Exercise details
From the first line of the material through the line containing "it is read.", restate everything word for word and nothing more.
'''
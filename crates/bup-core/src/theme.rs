//! Theme preference: light, dark, or follow the system
//!
//! The preference is persisted under `bup-theme-preference`. `System` is
//! resolved against the OS source every time it is read.

use crate::events::{AppEvent, EventBus};
use crate::storage::{Storage, THEME_KEY};
use crate::Result;
use std::sync::Arc;

/// Stored preference
#[derive(Debug, Clone, Copy, PartialEq, Eq, Default, Hash)]
pub enum ThemePreference {
    Light,
    Dark,
    #[default]
    System,
}

impl ThemePreference {
    pub const ALL: [ThemePreference; 3] = [
        ThemePreference::Light,
        ThemePreference::Dark,
        ThemePreference::System,
    ];
}

impl std::str::FromStr for ThemePreference {
    type Err = crate::Error;

    fn from_str(s: &str) -> std::result::Result<Self, Self::Err> {
        match s.trim().to_lowercase().as_str() {
            "light" => Ok(ThemePreference::Light),
            "dark" => Ok(ThemePreference::Dark),
            "system" | "auto" => Ok(ThemePreference::System),
            _ => Err(crate::Error::InvalidTheme(s.to_string())),
        }
    }
}

impl std::fmt::Display for ThemePreference {
    fn fmt(&self, f: &mut std::fmt::Formatter<'_>) -> std::fmt::Result {
        match self {
            ThemePreference::Light => write!(f, "light"),
            ThemePreference::Dark => write!(f, "dark"),
            ThemePreference::System => write!(f, "system"),
        }
    }
}

/// What is actually displayed
#[derive(Debug, Clone, Copy, PartialEq, Eq, Hash)]
pub enum ThemeMode {
    Light,
    Dark,
}

impl std::fmt::Display for ThemeMode {
    fn fmt(&self, f: &mut std::fmt::Formatter<'_>) -> std::fmt::Result {
        match self {
            ThemeMode::Light => write!(f, "light"),
            ThemeMode::Dark => write!(f, "dark"),
        }
    }
}

/// OS-level dark mode query
pub trait SystemTheme: Send + Sync {
    fn prefers_dark(&self) -> bool;
}

/// Reads `BUP_SYSTEM_THEME`, then the terminal's `COLORFGBG`
pub struct EnvSystemTheme;

impl SystemTheme for EnvSystemTheme {
    fn prefers_dark(&self) -> bool {
        let explicit = std::env::var("BUP_SYSTEM_THEME").ok();
        let colorfgbg = std::env::var("COLORFGBG").ok();
        prefers_dark_from(explicit.as_deref(), colorfgbg.as_deref())
    }
}

fn prefers_dark_from(explicit: Option<&str>, colorfgbg: Option<&str>) -> bool {
    if let Some(value) = explicit {
        match value.trim().to_lowercase().as_str() {
            "dark" => return true,
            "light" => return false,
            _ => {}
        }
    }

    // COLORFGBG is "fg;bg" or "fg;default;bg"; low ANSI backgrounds are dark
    colorfgbg
        .and_then(|v| v.rsplit(';').next())
        .and_then(|bg| bg.trim().parse::<u8>().ok())
        .map(|bg| bg <= 6 || bg == 8)
        .unwrap_or(true)
}

/// Owns the preference and the applied mode
pub struct ThemeManager {
    storage: Arc<Storage>,
    system: Arc<dyn SystemTheme>,
    events: EventBus,
    preference: ThemePreference,
    applied: ThemeMode,
}

impl ThemeManager {
    /// Read the stored preference and apply it
    pub fn load(storage: Arc<Storage>, system: Arc<dyn SystemTheme>, events: EventBus) -> Self {
        let preference = match storage.get(THEME_KEY) {
            Some(raw) => raw.parse().unwrap_or_else(|e| {
                tracing::warn!("{}, falling back to system", e);
                ThemePreference::System
            }),
            None => ThemePreference::System,
        };

        let mut manager = Self {
            storage,
            system,
            events,
            preference,
            applied: ThemeMode::Dark,
        };
        manager.applied = manager.resolved();
        manager
    }

    pub fn preference(&self) -> ThemePreference {
        self.preference
    }

    /// Mode currently applied to the display
    pub fn applied(&self) -> ThemeMode {
        self.applied
    }

    /// Resolve the preference now
    pub fn resolved(&self) -> ThemeMode {
        match self.preference {
            ThemePreference::Light => ThemeMode::Light,
            ThemePreference::Dark => ThemeMode::Dark,
            ThemePreference::System => {
                if self.system.prefers_dark() {
                    ThemeMode::Dark
                } else {
                    ThemeMode::Light
                }
            }
        }
    }

    pub fn is_dark(&self) -> bool {
        self.applied == ThemeMode::Dark
    }

    /// Persist, re-apply and announce a new preference
    pub fn set(&mut self, preference: ThemePreference) -> Result<ThemeMode> {
        self.storage.set(THEME_KEY, preference.to_string())?;
        self.preference = preference;
        let mode = self.apply();
        tracing::info!(%preference, %mode, "theme preference set");
        Ok(mode)
    }

    /// Cycle light → dark → system
    pub fn cycle(&mut self) -> Result<ThemeMode> {
        let next = match self.preference {
            ThemePreference::Light => ThemePreference::Dark,
            ThemePreference::Dark => ThemePreference::System,
            ThemePreference::System => ThemePreference::Light,
        };
        self.set(next)
    }

    /// OS preference changed; only honoured while following the system
    pub fn system_changed(&mut self) -> Option<ThemeMode> {
        if self.preference != ThemePreference::System {
            return None;
        }
        Some(self.apply())
    }

    fn apply(&mut self) -> ThemeMode {
        self.applied = self.resolved();
        self.events.emit(AppEvent::ThemeChanged(self.applied));
        self.applied
    }
}

#[cfg(test)]
mod tests {
    use super::*;
    use std::sync::atomic::{AtomicBool, Ordering};

    struct FakeOs(AtomicBool);

    impl FakeOs {
        fn new(dark: bool) -> Arc<Self> {
            Arc::new(Self(AtomicBool::new(dark)))
        }

        fn set_dark(&self, dark: bool) {
            self.0.store(dark, Ordering::SeqCst);
        }
    }

    impl SystemTheme for FakeOs {
        fn prefers_dark(&self) -> bool {
            self.0.load(Ordering::SeqCst)
        }
    }

    #[test]
    fn test_dark_survives_reload_regardless_of_os() {
        let dir = tempfile::tempdir().unwrap();
        let path = dir.path().join("storage.json");
        let os = FakeOs::new(false);

        let storage = Arc::new(Storage::open(&path).unwrap());
        let mut theme = ThemeManager::load(storage, os.clone(), EventBus::new());
        assert_eq!(theme.applied(), ThemeMode::Light);
        theme.set(ThemePreference::Dark).unwrap();

        let reopened = Arc::new(Storage::open(&path).unwrap());
        let mut theme = ThemeManager::load(reopened, os.clone(), EventBus::new());
        assert_eq!(theme.preference(), ThemePreference::Dark);
        assert_eq!(theme.resolved(), ThemeMode::Dark);

        os.set_dark(true);
        os.set_dark(false);
        assert_eq!(theme.system_changed(), None);
        assert_eq!(theme.applied(), ThemeMode::Dark);
    }

    #[test]
    fn test_system_tracks_live_os_changes() {
        let os = FakeOs::new(true);
        let events = EventBus::new();
        let mut rx = events.subscribe();
        let mut theme = ThemeManager::load(Arc::new(Storage::in_memory()), os.clone(), events);
        assert_eq!(theme.preference(), ThemePreference::System);
        assert!(theme.is_dark());

        os.set_dark(false);
        assert_eq!(theme.system_changed(), Some(ThemeMode::Light));
        assert_eq!(theme.applied(), ThemeMode::Light);
        assert_eq!(rx.try_recv().unwrap(), AppEvent::ThemeChanged(ThemeMode::Light));
    }

    #[test]
    fn test_set_persists_and_emits() {
        let storage = Arc::new(Storage::in_memory());
        let events = EventBus::new();
        let mut rx = events.subscribe();
        let mut theme = ThemeManager::load(storage.clone(), FakeOs::new(true), events);

        theme.set(ThemePreference::Light).unwrap();
        assert_eq!(storage.get(THEME_KEY).as_deref(), Some("light"));
        assert_eq!(rx.try_recv().unwrap(), AppEvent::ThemeChanged(ThemeMode::Light));
    }

    #[test]
    fn test_garbage_preference_falls_back_to_system() {
        let storage = Arc::new(Storage::in_memory());
        storage.set(THEME_KEY, "sepia").unwrap();
        let theme = ThemeManager::load(storage, FakeOs::new(false), EventBus::new());
        assert_eq!(theme.preference(), ThemePreference::System);
        assert_eq!(theme.applied(), ThemeMode::Light);
    }

    #[test]
    fn test_cycle_order() {
        let mut theme =
            ThemeManager::load(Arc::new(Storage::in_memory()), FakeOs::new(true), EventBus::new());
        theme.cycle().unwrap();
        assert_eq!(theme.preference(), ThemePreference::Light);
        theme.cycle().unwrap();
        assert_eq!(theme.preference(), ThemePreference::Dark);
        theme.cycle().unwrap();
        assert_eq!(theme.preference(), ThemePreference::System);
    }

    #[test]
    fn test_env_detection() {
        assert!(prefers_dark_from(Some("dark"), Some("0;15")));
        assert!(!prefers_dark_from(Some("light"), None));
        assert!(!prefers_dark_from(None, Some("0;15")));
        assert!(prefers_dark_from(None, Some("15;default;0")));
        assert!(prefers_dark_from(None, None));
    }
}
'''
Finished task
filename crates/bup-core/src/theme.rs
//! Theme preference: light, dark, or follow the system
//!
//! The preference is persisted under `bup-theme-preference`. `System` is
//! resolved against the OS source every time it is read.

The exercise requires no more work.